Super Cat Is Not Dead: “He Has Nine Lives”
Jimmy Thomas, veteran sound system operator and a member of Super Cat’s touring team, is rubbishing claims that the Don Dadda had passed away yesterday, jokingly reminding fans that the singer has nine lives.
“Cat is alright, him say him have nine lives, him no dead,” Thomas, who is the owner of the Jimmy Foundation sound and the architect who runs Super Cat’s dubplate programs, told DancehallMag.
The rumor was triggered by a social media post featuring photos of the Dancehall star with his song, Rude Boy, playing in the background.
“Is just someone seeking fame or likes, they put it up. We (Cat, his manager) were in Canada, we’re leaving today. We had a show over the weekend with Teejay, Vershon and Ishawna. We’re coming back to Canada for Caribana on August 5th. Super Cat is well alright,” Thomas said.
Thomas said he would be meeting up with Super Cat in New York later this week.
In 2012, a similar rumor surfaced that Super Cat had been shot and killed in a robbery. In a radio interview, he explained the bizarre series of events after Fox 5 reported that he had died.
“I was there in mi basement when I get a call from a good friend of mine who was running Jam Rock Club and a manager who was managing Dennis Brown,” he said. “Dem seh ‘Squeeze [another of his nicknames], turn on yuh TV and look at yuh self, dead on Fox 5 Channel. Now, when I was looking at Fox 5, they had a news bulletin saying ‘Super Cat’ William Maragh was robbed and shot in Brooklyn, and was pronounced dead on arrival at King’s County Hospital.”

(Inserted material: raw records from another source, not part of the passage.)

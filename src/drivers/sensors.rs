/// Sensor drivers: particulate (PMS5003/PMS5003T), CO2 (SenseAir S8),
/// temperature/humidity (SHT3x/SHT4x) and VOC/NOx (SGP41).
use crate::board::{BoardConfig, BoardType, I2cPins, Uart};

use super::{impl_peripheral, Lifecycle, PeripheralKind};

/// PMS connector on the Open Air board.
#[derive(Debug, Clone, Copy, PartialEq, Eq)]
pub enum Connector {
    Pm1,
    Pm2,
}

impl Connector {
    const fn index(self) -> usize {
        match self {
            Connector::Pm1 => 0,
            Connector::Pm2 => 1,
        }
    }
}

/// Plantower PMS5003 on the indoor boards.
#[derive(Debug)]
pub struct Pms5003 {
    life: Lifecycle,
    uart: Option<Uart>,
}

impl Pms5003 {
    pub fn new(board: BoardType, cfg: &BoardConfig) -> Self {
        let uart = if cfg.firmware_mode.is_outdoor() {
            None
        } else {
            cfg.pms[Connector::Pm1.index()]
        };
        Self {
            life: Lifecycle::new(PeripheralKind::Pms5003, board),
            uart,
        }
    }

    pub fn uart(&self) -> Option<Uart> {
        self.uart
    }
}

impl_peripheral!(Pms5003, |s| s.uart.is_some());

/// Plantower PMS5003T (with temperature/humidity) on an outdoor connector.
#[derive(Debug)]
pub struct Pms5003t {
    life: Lifecycle,
    connector: Connector,
    uart: Option<Uart>,
}

impl Pms5003t {
    pub fn new(board: BoardType, cfg: &BoardConfig, connector: Connector) -> Self {
        let kind = match connector {
            Connector::Pm1 => PeripheralKind::Pms5003t1,
            Connector::Pm2 => PeripheralKind::Pms5003t2,
        };
        let uart = if cfg.firmware_mode.is_outdoor() {
            cfg.pms[connector.index()]
        } else {
            None
        };
        Self {
            life: Lifecycle::new(kind, board),
            connector,
            uart,
        }
    }

    pub fn connector(&self) -> Connector {
        self.connector
    }

    pub fn uart(&self) -> Option<Uart> {
        self.uart
    }
}

impl_peripheral!(Pms5003t, |s| s.uart.is_some());

/// SenseAir S8 CO2 sensor.
#[derive(Debug)]
pub struct S8 {
    life: Lifecycle,
    uart: Option<Uart>,
}

impl S8 {
    pub fn new(board: BoardType, cfg: &BoardConfig) -> Self {
        Self {
            life: Lifecycle::new(PeripheralKind::S8, board),
            uart: cfg.s8,
        }
    }

    pub fn uart(&self) -> Option<Uart> {
        self.uart
    }
}

impl_peripheral!(S8, |s| s.uart.is_some());

/// Sensirion SHT3x/SHT4x on the I2C bus.
#[derive(Debug)]
pub struct Sht {
    life: Lifecycle,
    i2c: Option<I2cPins>,
}

impl Sht {
    pub fn new(board: BoardType, cfg: &BoardConfig) -> Self {
        Self {
            life: Lifecycle::new(PeripheralKind::Sht, board),
            i2c: cfg.i2c,
        }
    }

    pub fn i2c(&self) -> Option<I2cPins> {
        self.i2c
    }
}

impl_peripheral!(Sht, |s| s.i2c.is_some());

/// Sensirion SGP41 VOC/NOx sensor on the I2C bus.
#[derive(Debug)]
pub struct Sgp41 {
    life: Lifecycle,
    i2c: Option<I2cPins>,
}

impl Sgp41 {
    pub fn new(board: BoardType, cfg: &BoardConfig) -> Self {
        Self {
            life: Lifecycle::new(PeripheralKind::Sgp41, board),
            i2c: cfg.i2c,
        }
    }

    pub fn i2c(&self) -> Option<I2cPins> {
        self.i2c
    }
}

impl_peripheral!(Sgp41, |s| s.i2c.is_some());

#[cfg(test)]
mod tests {
    use super::*;
    use crate::board::config;
    use crate::drivers::{Error, Peripheral};

    #[test]
    fn drivers_start_unconfigured() {
        let c = config(BoardType::OneIndoor);
        assert!(!Pms5003::new(BoardType::OneIndoor, &c).is_ready());
        assert!(!S8::new(BoardType::OneIndoor, &c).is_ready());
        assert!(!Sht::new(BoardType::OneIndoor, &c).is_ready());
        assert!(!Sgp41::new(BoardType::OneIndoor, &c).is_ready());
    }

    #[test]
    fn pms5003_only_on_indoor_boards() {
        let indoor = config(BoardType::OneIndoor);
        let outdoor = config(BoardType::OpenAirOutdoor);
        assert!(Pms5003::new(BoardType::OneIndoor, &indoor).is_supported());
        assert!(!Pms5003::new(BoardType::OpenAirOutdoor, &outdoor).is_supported());
    }

    #[test]
    fn pms5003t_connectors_on_open_air() {
        let c = config(BoardType::OpenAirOutdoor);
        let pm1 = Pms5003t::new(BoardType::OpenAirOutdoor, &c, Connector::Pm1);
        let pm2 = Pms5003t::new(BoardType::OpenAirOutdoor, &c, Connector::Pm2);
        assert_eq!(pm1.kind(), PeripheralKind::Pms5003t1);
        assert_eq!(pm2.kind(), PeripheralKind::Pms5003t2);
        assert_eq!(pm1.uart(), Some(Uart { tx: 21, rx: 20 }));
        assert_eq!(pm2.uart(), Some(Uart { tx: 1, rx: 0 }));
        assert_eq!(pm2.connector(), Connector::Pm2);
    }

    #[test]
    fn pms5003t_rejected_on_indoor_board() {
        let c = config(BoardType::OneIndoor);
        let mut pm = Pms5003t::new(BoardType::OneIndoor, &c, Connector::Pm1);
        assert_eq!(
            pm.begin(),
            Err(Error::Unsupported {
                kind: PeripheralKind::Pms5003t1,
                board: BoardType::OneIndoor,
            })
        );
    }

    #[test]
    fn i2c_sensors_follow_bus() {
        let c = config(BoardType::DiyBasic);
        let mut sht = Sht::new(BoardType::DiyBasic, &c);
        assert_eq!(sht.i2c(), c.i2c);
        assert_eq!(sht.begin(), Ok(()));
        assert!(sht.is_ready());

        let bare = BoardConfig { i2c: None, ..c };
        let mut sgp = Sgp41::new(BoardType::DiyBasic, &bare);
        assert!(!sgp.is_supported());
        assert!(sgp.begin().is_err());
    }

    #[test]
    fn s8_begin_then_end() {
        let c = config(BoardType::OpenAirOutdoor);
        let mut s8 = S8::new(BoardType::OpenAirOutdoor, &c);
        s8.begin().unwrap();
        assert!(s8.is_ready());
        s8.end();
        assert!(!s8.is_ready());
        assert_eq!(s8.board(), BoardType::OpenAirOutdoor);
    }
}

The Dancehall star revealed that he watched from his television as hundreds of people gathered by the hospital to witness his remains for the last time.
“I saw hundreds of people out there by Rockaway and Linden Boulevard waiting to see the last remains of Super Cat. I jus’ a puff on my spliff and seh ‘I’m not going to address dis innuh, I jus’ ago watch and see if dis is a conspiracy.”
He explained that he watched the rumors go on for years without addressing it, and only allowed his work over the years to prove testament that he had been alive and well.
The Wild Apache deejay was one of the performers at this year’s BET Awards ceremony, which honored hip-hop veteran Busta Rhymes.
Super Cat is Dancehall’s Don Dadda, one of the genre’s original ‘rude bwoys.’ The artist, whose given name is William Maragh, was a dominant deejay in the 1980s and up to the mid-1990s.
Hailing from Cockburn Pen in Kingston’s inner-city, he was on the leading edge of a wave of dancehall artistes to go mainstream in the 1990s, forming alliances with Hip Hop superstars including Heavy D, P. Diddy and Biggie Smalls.
In the early 1990s, Super Cat relocated from Jamaica to New York, where he signed with Columbia Records. In 1992, he released the album Don Dada and followed up with The Struggle Continues in 1995. He was also featured on the remix of Kriss Kross’s mega-hit, Jump, in 1992.
After scoring a huge hit in 1985 with Trash and Ready, he followed up that with mega hits such as Boops in 1986, as well as gritty rude bwoy anthems like Don Dada, Ghetto Red Hot and Dem No Worry We with Heavy D.
Though the star’s team is moving swiftly to combat the misinformation, this is not the first time the singer has had to stave off rumors surrounding his supposed death.